[Exercise materials]

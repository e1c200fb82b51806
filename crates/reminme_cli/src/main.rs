//! Administrative entry point.
//!
//! # Responsibility
//! - Bootstrap accounts and API tokens; there is no sign-up route.
//! - Apply schema migrations ahead of a server start.
//!
//! # Invariants
//! - A plaintext token is printed once at issue time and never stored.

use anyhow::{Context, Result};
use clap::{Parser, Subcommand};
use reminme_core::auth::{create_user, find_user_by_email, issue_token, revoke_token};
use reminme_core::db::migrations::{current_user_version, latest_version};
use reminme_core::{default_log_level, init_logging, open_db, AuthError};
use rusqlite::Connection;

const DB_PATH_ENV: &str = "REMINME_DB_PATH";
const DEFAULT_DB_PATH: &str = "reminme.sqlite3";

#[derive(Debug, Parser)]
#[command(name = "reminme", about = "ReminMe administration", version)]
struct Cli {
    #[command(subcommand)]
    command: Command,

    /// SQLite database path (default: ./reminme.sqlite3)
    #[arg(long, global = true, env = "REMINME_DB_PATH")]
    db: Option<String>,
}

#[derive(Debug, Clone, PartialEq, Eq, Subcommand)]
enum Command {
    /// Check core linkage
    Ping,
    /// Print the core version
    Version,
    /// Apply pending schema migrations
    Migrate,
    /// Create an account
    CreateUser {
        email: String,

        /// Display name
        #[arg(long)]
        name: Option<String>,
    },
    /// Issue an API token for an existing account
    IssueToken {
        email: String,

        /// Label shown next to the token
        #[arg(long)]
        label: Option<String>,
    },
    /// Revoke an API token
    RevokeToken { token: String },
}

fn main() -> Result<()> {
    let cli = Cli::parse();
    if let Ok(log_dir) = std::env::var("REMINME_LOG_DIR") {
        init_logging(default_log_level(), &log_dir, false).context("failed to init logging")?;
    }

    match cli.command {
        Command::Ping => println!("reminme_core ping={}", reminme_core::ping()),
        Command::Version => println!("reminme_core version={}", reminme_core::core_version()),
        command => {
            let db_path = resolve_db_path(cli.db, std::env::var(DB_PATH_ENV).ok());
            let conn = open_db(&db_path)
                .with_context(|| format!("failed to open database `{db_path}`"))?;
            execute(&conn, command, &db_path)?;
        }
    }
    Ok(())
}

/// Picks the first non-blank of the flag and the environment value.
fn resolve_db_path(explicit: Option<String>, from_env: Option<String>) -> String {
    explicit
        .filter(|value| !value.trim().is_empty())
        .or_else(|| from_env.filter(|value| !value.trim().is_empty()))
        .unwrap_or_else(|| DEFAULT_DB_PATH.to_string())
}

fn execute(conn: &Connection, command: Command, db_path: &str) -> Result<()> {
    match command {
        Command::Ping | Command::Version => {}
        Command::Migrate => {
            println!(
                "{db_path}: schema version {} (latest {})",
                current_user_version(conn)?,
                latest_version()
            );
        }
        Command::CreateUser { email, name } => {
            let user = create_user(conn, &email, name.as_deref())?;
            println!("created user {} <{}>", user.id, user.email);
        }
        Command::IssueToken { email, label } => {
            let user = find_user_by_email(conn, &email)?
                .ok_or_else(|| AuthError::UnknownUser(email.clone()))?;
            let issued = issue_token(conn, user.id, label.as_deref())?;
            println!("{}", issued.token);
        }
        Command::RevokeToken { token } => {
            revoke_token(conn, &token)?;
            println!("token revoked");
        }
    }
    Ok(())
}

#[cfg(test)]
mod tests {
    use super::{execute, resolve_db_path, Cli, Command, DEFAULT_DB_PATH};
    use clap::Parser;
    use reminme_core::auth::{find_user_by_email, issue_token, resolve_token};
    use reminme_core::open_db_in_memory;

    #[test]
    fn global_db_flag_is_accepted_after_the_subcommand() {
        let cli = Cli::try_parse_from([
            "reminme", "issue-token", "--label", "laptop", "a@b.c", "--db", "x.db",
        ])
        .expect("issue-token with flags should parse");
        assert_eq!(cli.db.as_deref(), Some("x.db"));
        assert_eq!(
            cli.command,
            Command::IssueToken {
                email: "a@b.c".to_string(),
                label: Some("laptop".to_string()),
            }
        );
    }

    #[test]
    fn rejects_unknown_commands_and_missing_values() {
        assert!(Cli::try_parse_from(["reminme"]).is_err());
        assert!(Cli::try_parse_from(["reminme", "frobnicate"]).is_err());
        assert!(Cli::try_parse_from(["reminme", "create-user"]).is_err());
        assert!(Cli::try_parse_from(["reminme", "create-user", "a@b.c", "--name"]).is_err());
        assert!(Cli::try_parse_from(["reminme", "ping", "--verbose"]).is_err());
    }

    #[test]
    fn blank_db_flag_falls_back_to_environment_then_default() {
        assert_eq!(
            resolve_db_path(Some(String::new()), Some("/data/rm.db".to_string())),
            "/data/rm.db"
        );
        assert_eq!(
            resolve_db_path(Some("cli.db".to_string()), Some("/data/rm.db".to_string())),
            "cli.db"
        );
        assert_eq!(
            resolve_db_path(Some("  ".to_string()), Some(String::new())),
            DEFAULT_DB_PATH
        );
        assert_eq!(resolve_db_path(None, None), DEFAULT_DB_PATH);
    }

    #[test]
    fn issue_token_requires_existing_user() {
        let conn = open_db_in_memory().expect("in-memory db should open");
        let command = Command::IssueToken {
            email: "nobody@example.com".to_string(),
            label: None,
        };
        assert!(execute(&conn, command, ":memory:").is_err());
    }

    #[test]
    fn revoked_token_stops_resolving() {
        let conn = open_db_in_memory().expect("in-memory db should open");
        execute(
            &conn,
            Command::CreateUser {
                email: "ada@example.com".to_string(),
                name: Some("Ada".to_string()),
            },
            ":memory:",
        )
        .expect("create-user should succeed");
        let user = find_user_by_email(&conn, "ada@example.com")
            .expect("lookup should succeed")
            .expect("user should exist");
        let issued = issue_token(&conn, user.id, None).expect("token should be issued");
        assert_eq!(
            resolve_token(&conn, &issued.token).expect("fresh token should resolve"),
            user.id
        );

        execute(
            &conn,
            Command::RevokeToken {
                token: issued.token.clone(),
            },
            ":memory:",
        )
        .expect("revoke-token should succeed");
        assert!(resolve_token(&conn, &issued.token).is_err());
    }
}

[/Exercise materials]

_Exercise requirements_
Every record above is to be transcribed exactly.

_Result for this exercise_
repository e1c200fb82b51806
filename crates/reminme_cli/src/main.rs
//! Administrative entry point.
//!
//! # Responsibility
//! - Bootstrap accounts and API tokens; there is no sign-up route.
//! - Apply schema migrations ahead of a server start.
//!
//! # Invariants
//! - A plaintext token is printed once at issue time and never stored.

use anyhow::{Context, Result};
use clap::{Parser, Subcommand};
use reminme_core::auth::{create_user, find_user_by_email, issue_token, revoke_token};
use reminme_core::db::migrations::{current_user_version, latest_version};
use reminme_core::{default_log_level, init_logging, open_db, AuthError};
use rusqlite::Connection;

const DB_PATH_ENV: &str = "REMINME_DB_PATH";
const DEFAULT_DB_PATH: &str = "reminme.sqlite3";

#[derive(Debug, Parser)]
#[command(name = "reminme", about = "ReminMe administration", version)]
struct Cli {
    #[command(subcommand)]
    command: Command,

    /// SQLite database path (default: ./reminme.sqlite3)
    #[arg(long, global = true, env = "REMINME_DB_PATH")]
    db: Option<String>,
}

#[derive(Debug, Clone, PartialEq, Eq, Subcommand)]
enum Command {
    /// Check core linkage
    Ping,
    /// Print the core version
    Version,
    /// Apply pending schema migrations
    Migrate,
    /// Create an account
    CreateUser {
        email: String,

        /// Display name
        #[arg(long)]
        name: Option<String>,
    },
    /// Issue an API token for an existing account
    IssueToken {
        email: String,

        /// Label shown next to the token
        #[arg(long)]
        label: Option<String>,
    },
    /// Revoke an API token
    RevokeToken { token: String },
}

fn main() -> Result<()> {
    let cli = Cli::parse();
    if let Ok(log_dir) = std::env::var("REMINME_LOG_DIR") {
        init_logging(default_log_level(), &log_dir, false).context("failed to init logging")?;
    }

    match cli.command {
        Command::Ping => println!("reminme_core ping={}", reminme_core::ping()),
        Command::Version => println!("reminme_core version={}", reminme_core::core_version()),
        command => {
            let db_path = resolve_db_path(cli.db, std::env::var(DB_PATH_ENV).ok());
            let conn = open_db(&db_path)
                .with_context(|| format!("failed to open database `{db_path}`"))?;
            execute(&conn, command, &db_path)?;
        }
    }
    Ok(())
}

/// Picks the first non-blank of the flag and the environment value.
fn resolve_db_path(explicit: Option<String>, from_env: Option<String>) -> String {
    explicit
        .filter(|value| !value.trim().is_empty())
        .or_else(|| from_env.filter(|value| !value.trim().is_empty()))
        .unwrap_or_else(|| DEFAULT_DB_PATH.to_string())
}

fn execute(conn: &Connection, command: Command, db_path: &str) -> Result<()> {
    match command {
        Command::Ping | Command::Version => {}
        Command::Migrate => {
            println!(
                "{db_path}: schema version {} (latest {})",
                current_user_version(conn)?,
                latest_version()
            );
        }
        Command::CreateUser { email, name } => {
            let user = create_user(conn, &email, name.as_deref())?;
            println!("created user {} <{}>", user.id, user.email);
        }
        Command::IssueToken { email, label } => {
            let user = find_user_by_email(conn, &email)?
                .ok_or_else(|| AuthError::UnknownUser(email.clone()))?;
            let issued = issue_token(conn, user.id, label.as_deref())?;
            println!("{}", issued.token);
        }
        Command::RevokeToken { token } => {
            revoke_token(conn, &token)?;
            println!("token revoked");
        }
    }
    Ok(())
}

#[cfg(test)]
mod tests {
    use super::{execute, resolve_db_path, Cli, Command, DEFAULT_DB_PATH};
    use clap::Parser;
    use reminme_core::auth::{find_user_by_email, issue_token, resolve_token};
    use reminme_core::open_db_in_memory;

    #[test]
    fn global_db_flag_is_accepted_after_the_subcommand() {
        let cli = Cli::try_parse_from([
            "reminme", "issue-token", "--label", "laptop", "a@b.c", "--db", "x.db",
        ])
        .expect("issue-token with flags should parse");
        assert_eq!(cli.db.as_deref(), Some("x.db"));
        assert_eq!(
            cli.command,
            Command::IssueToken {
                email: "a@b.c".to_string(),
                label: Some("laptop".to_string()),
            }
        );
    }

    #[test]
    fn rejects_unknown_commands_and_missing_values() {
        assert!(Cli::try_parse_from(["reminme"]).is_err());
        assert!(Cli::try_parse_from(["reminme", "frobnicate"]).is_err());
        assert!(Cli::try_parse_from(["reminme", "create-user"]).is_err());
        assert!(Cli::try_parse_from(["reminme", "create-user", "a@b.c", "--name"]).is_err());
        assert!(Cli::try_parse_from(["reminme", "ping", "--verbose"]).is_err());
    }

    #[test]
    fn blank_db_flag_falls_back_to_environment_then_default() {
        assert_eq!(
            resolve_db_path(Some(String::new()), Some("/data/rm.db".to_string())),
            "/data/rm.db"
        );
        assert_eq!(
            resolve_db_path(Some("cli.db".to_string()), Some("/data/rm.db".to_string())),
            "cli.db"
        );
        assert_eq!(
            resolve_db_path(Some("  ".to_string()), Some(String::new())),
            DEFAULT_DB_PATH
        );
        assert_eq!(resolve_db_path(None, None), DEFAULT_DB_PATH);
    }

    #[test]
    fn issue_token_requires_existing_user() {
        let conn = open_db_in_memory().expect("in-memory db should open");
        let command = Command::IssueToken {
            email: "nobody@example.com".to_string(),
            label: None,
        };
        assert!(execute(&conn, command, ":memory:").is_err());
    }

    #[test]
    fn revoked_token_stops_resolving() {
        let conn = open_db_in_memory().expect("in-memory db should open");
        execute(
            &conn,
            Command::CreateUser {
                email: "ada@example.com".to_string(),
                name: Some("Ada".to_string()),
            },
            ":memory:",
        )
        .expect("create-user should succeed");
        let user = find_user_by_email(&conn, "ada@example.com")
            .expect("lookup should succeed")
            .expect("user should exist");
        let issued = issue_token(&conn, user.id, None).expect("token should be issued");
        assert_eq!(
            resolve_token(&conn, &issued.token).expect("fresh token should resolve"),
            user.id
        );

        execute(
            &conn,
            Command::RevokeToken {
                token: issued.token.clone(),
            },
            ":memory:",
        )
        .expect("revoke-token should succeed");
        assert!(resolve_token(&conn, &issued.token).is_err());
    }
}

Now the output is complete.